## What is expected
Below are some entries. Copy each line in them that holds "upper".

## Provided entries
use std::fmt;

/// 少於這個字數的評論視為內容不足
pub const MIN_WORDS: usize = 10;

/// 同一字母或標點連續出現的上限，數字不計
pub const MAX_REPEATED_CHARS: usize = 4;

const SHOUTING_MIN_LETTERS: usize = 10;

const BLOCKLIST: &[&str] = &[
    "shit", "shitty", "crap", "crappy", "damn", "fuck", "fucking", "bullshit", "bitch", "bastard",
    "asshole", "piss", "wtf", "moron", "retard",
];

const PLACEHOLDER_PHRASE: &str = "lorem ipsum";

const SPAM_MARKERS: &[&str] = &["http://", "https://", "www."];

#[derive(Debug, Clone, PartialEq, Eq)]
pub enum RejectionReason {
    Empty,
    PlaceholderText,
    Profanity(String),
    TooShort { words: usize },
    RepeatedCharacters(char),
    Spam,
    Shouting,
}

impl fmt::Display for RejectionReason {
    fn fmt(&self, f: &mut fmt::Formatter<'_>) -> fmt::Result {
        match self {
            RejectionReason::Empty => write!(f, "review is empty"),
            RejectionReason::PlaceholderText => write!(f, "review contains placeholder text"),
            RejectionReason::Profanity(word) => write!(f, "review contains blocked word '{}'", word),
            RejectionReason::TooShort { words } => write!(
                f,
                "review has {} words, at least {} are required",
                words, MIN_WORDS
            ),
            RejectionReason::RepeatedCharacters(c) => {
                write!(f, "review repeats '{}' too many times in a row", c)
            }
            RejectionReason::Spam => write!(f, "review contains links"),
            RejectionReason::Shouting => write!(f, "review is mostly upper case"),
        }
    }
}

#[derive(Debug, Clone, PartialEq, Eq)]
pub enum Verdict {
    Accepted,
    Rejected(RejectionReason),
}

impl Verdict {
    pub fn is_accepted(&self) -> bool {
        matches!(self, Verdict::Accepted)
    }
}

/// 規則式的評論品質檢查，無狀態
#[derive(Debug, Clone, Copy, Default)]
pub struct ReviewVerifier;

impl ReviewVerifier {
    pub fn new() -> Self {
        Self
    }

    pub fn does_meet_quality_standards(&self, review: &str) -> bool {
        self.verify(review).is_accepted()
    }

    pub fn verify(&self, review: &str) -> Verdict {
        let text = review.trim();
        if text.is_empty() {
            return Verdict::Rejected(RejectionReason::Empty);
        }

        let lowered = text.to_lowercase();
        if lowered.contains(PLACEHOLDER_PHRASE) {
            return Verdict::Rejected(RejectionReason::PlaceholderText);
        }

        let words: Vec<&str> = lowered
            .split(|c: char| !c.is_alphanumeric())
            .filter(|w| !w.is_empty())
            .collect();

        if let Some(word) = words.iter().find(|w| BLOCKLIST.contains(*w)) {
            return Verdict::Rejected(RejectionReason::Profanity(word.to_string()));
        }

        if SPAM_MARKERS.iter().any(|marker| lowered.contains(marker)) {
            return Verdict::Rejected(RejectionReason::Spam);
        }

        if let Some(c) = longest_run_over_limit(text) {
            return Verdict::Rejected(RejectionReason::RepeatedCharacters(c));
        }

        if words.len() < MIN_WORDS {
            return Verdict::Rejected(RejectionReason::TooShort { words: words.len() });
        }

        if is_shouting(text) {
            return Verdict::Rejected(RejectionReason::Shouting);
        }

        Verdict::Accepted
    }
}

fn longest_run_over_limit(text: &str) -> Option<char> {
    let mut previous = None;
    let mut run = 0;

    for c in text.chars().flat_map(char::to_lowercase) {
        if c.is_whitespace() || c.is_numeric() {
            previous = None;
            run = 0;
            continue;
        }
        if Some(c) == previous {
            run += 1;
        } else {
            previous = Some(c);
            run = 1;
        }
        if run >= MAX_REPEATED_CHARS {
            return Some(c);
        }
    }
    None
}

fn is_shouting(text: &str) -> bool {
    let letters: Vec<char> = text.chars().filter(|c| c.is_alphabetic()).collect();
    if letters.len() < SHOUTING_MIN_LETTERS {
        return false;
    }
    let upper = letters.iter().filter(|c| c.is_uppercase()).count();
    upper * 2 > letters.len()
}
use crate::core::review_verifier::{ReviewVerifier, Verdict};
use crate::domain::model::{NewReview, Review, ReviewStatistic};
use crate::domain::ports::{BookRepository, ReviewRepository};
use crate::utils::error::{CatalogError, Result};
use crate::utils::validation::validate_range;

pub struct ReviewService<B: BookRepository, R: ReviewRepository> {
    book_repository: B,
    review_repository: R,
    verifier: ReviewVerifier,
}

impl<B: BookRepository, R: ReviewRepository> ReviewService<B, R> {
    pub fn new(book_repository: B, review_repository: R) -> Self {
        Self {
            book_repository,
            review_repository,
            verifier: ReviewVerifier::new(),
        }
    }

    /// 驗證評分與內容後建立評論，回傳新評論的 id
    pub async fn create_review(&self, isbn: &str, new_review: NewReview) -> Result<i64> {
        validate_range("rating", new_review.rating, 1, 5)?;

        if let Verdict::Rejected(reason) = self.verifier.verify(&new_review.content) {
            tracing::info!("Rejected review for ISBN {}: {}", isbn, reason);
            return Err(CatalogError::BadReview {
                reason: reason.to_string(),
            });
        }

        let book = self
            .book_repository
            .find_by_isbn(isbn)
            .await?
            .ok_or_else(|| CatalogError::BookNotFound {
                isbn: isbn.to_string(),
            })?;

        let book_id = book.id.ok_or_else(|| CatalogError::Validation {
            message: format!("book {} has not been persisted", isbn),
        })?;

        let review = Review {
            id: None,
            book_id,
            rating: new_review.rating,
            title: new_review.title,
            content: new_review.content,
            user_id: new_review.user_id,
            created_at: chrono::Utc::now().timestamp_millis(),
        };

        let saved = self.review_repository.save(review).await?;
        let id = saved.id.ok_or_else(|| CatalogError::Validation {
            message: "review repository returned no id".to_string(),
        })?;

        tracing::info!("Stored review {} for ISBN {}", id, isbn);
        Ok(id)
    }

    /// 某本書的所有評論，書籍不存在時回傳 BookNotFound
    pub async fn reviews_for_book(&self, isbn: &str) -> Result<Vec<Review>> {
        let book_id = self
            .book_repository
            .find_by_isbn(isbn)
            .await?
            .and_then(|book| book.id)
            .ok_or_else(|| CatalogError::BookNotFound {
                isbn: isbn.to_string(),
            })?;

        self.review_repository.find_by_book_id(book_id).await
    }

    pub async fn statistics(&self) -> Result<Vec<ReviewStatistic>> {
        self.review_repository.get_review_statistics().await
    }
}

## Your solution
            RejectionReason::Shouting => write!(f, "review is mostly upper case"),
    let upper = letters.iter().filter(|c| c.is_uppercase()).count();
    upper * 2 > letters.len()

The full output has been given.